Provided data: Begin

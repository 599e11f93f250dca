use crate::engine_trait::Transcriber;
use async_trait::async_trait;
use speechmetry_core::{AudioChunk, TranscriptEvent, TranscriptionError};
use std::collections::VecDeque;
use std::sync::atomic::{AtomicUsize, Ordering};
use std::sync::Mutex;
use tokio::sync::mpsc;

/// Replays a fixed sequence of interim/final events, one per fed audio
/// chunk. The only in-tree engine: real speech-to-text lives behind this
/// trait as a plugin, while the scripted engine drives tests and wiring.
pub struct ScriptedTranscriber {
    script: Mutex<VecDeque<(String, bool)>>,
    event_sender: Mutex<Option<mpsc::UnboundedSender<TranscriptEvent>>>,
    feed_count: AtomicUsize,
}

impl ScriptedTranscriber {
    pub fn new() -> Self {
        Self {
            script: Mutex::new(VecDeque::new()),
            event_sender: Mutex::new(None),
            feed_count: AtomicUsize::new(0),
        }
    }

    pub fn with_script(events: impl IntoIterator<Item = (String, bool)>) -> Self {
        let engine = Self::new();
        *engine.script.lock().unwrap() = events.into_iter().collect();
        engine
    }

    pub fn feed_count(&self) -> usize {
        self.feed_count.load(Ordering::Relaxed)
    }
}

impl Default for ScriptedTranscriber {
    fn default() -> Self {
        Self::new()
    }
}

#[async_trait]
impl Transcriber for ScriptedTranscriber {
    fn name(&self) -> &str {
        "scripted"
    }

    async fn initialize(&mut self, config: toml::Value) -> Result<(), TranscriptionError> {
        let Some(events) = config.get("events") else {
            return Ok(());
        };
        let events = events.as_array().ok_or_else(|| {
            TranscriptionError::InitializationFailed("'events' must be an array".to_string())
        })?;

        let mut script = VecDeque::with_capacity(events.len());
        for event in events {
            let text = event
                .get("text")
                .and_then(|v| v.as_str())
                .ok_or_else(|| {
                    TranscriptionError::InitializationFailed(
                        "scripted event missing 'text'".to_string(),
                    )
                })?;
            let is_final = event.get("final").and_then(|v| v.as_bool()).unwrap_or(true);
            script.push_back((text.to_string(), is_final));
        }
        *self.script.lock().unwrap() = script;
        Ok(())
    }

    async fn feed_audio(&self, chunk: AudioChunk) -> Result<(), TranscriptionError> {
        let count = self.feed_count.fetch_add(1, Ordering::Relaxed) + 1;
        tracing::trace!("scripted engine fed chunk #{count}, {} samples", chunk.samples.len());

        let next = self.script.lock().unwrap().pop_front();
        if let Some((text, is_final)) = next {
            let event = TranscriptEvent {
                text,
                is_final,
                // Stamped with the session offset by whoever receives it.
                offset_secs: 0.0,
            };
            if let Ok(sender) = self.event_sender.lock() {
                if let Some(tx) = sender.as_ref() {
                    let _ = tx.send(event);
                }
            }
        }
        Ok(())
    }

    fn set_event_sender(&mut self, sender: mpsc::UnboundedSender<TranscriptEvent>) {
        *self.event_sender.lock().unwrap() = Some(sender);
    }

    async fn shutdown(&self) -> Result<(), TranscriptionError> {
        Ok(())
    }
}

Provided data: End

## Work order
The task here is to output the line with "self, sender: mpsc::UnboundedSender<TranscriptEvent>)" and all lines after it to the end of the records above, exactly and only those.

## Response box
    fn set_event_sender(&mut self, sender: mpsc::UnboundedSender<TranscriptEvent>) {
        *self.event_sender.lock().unwrap() = Some(sender);
    }

    async fn shutdown(&self) -> Result<(), TranscriptionError> {
        Ok(())
    }
}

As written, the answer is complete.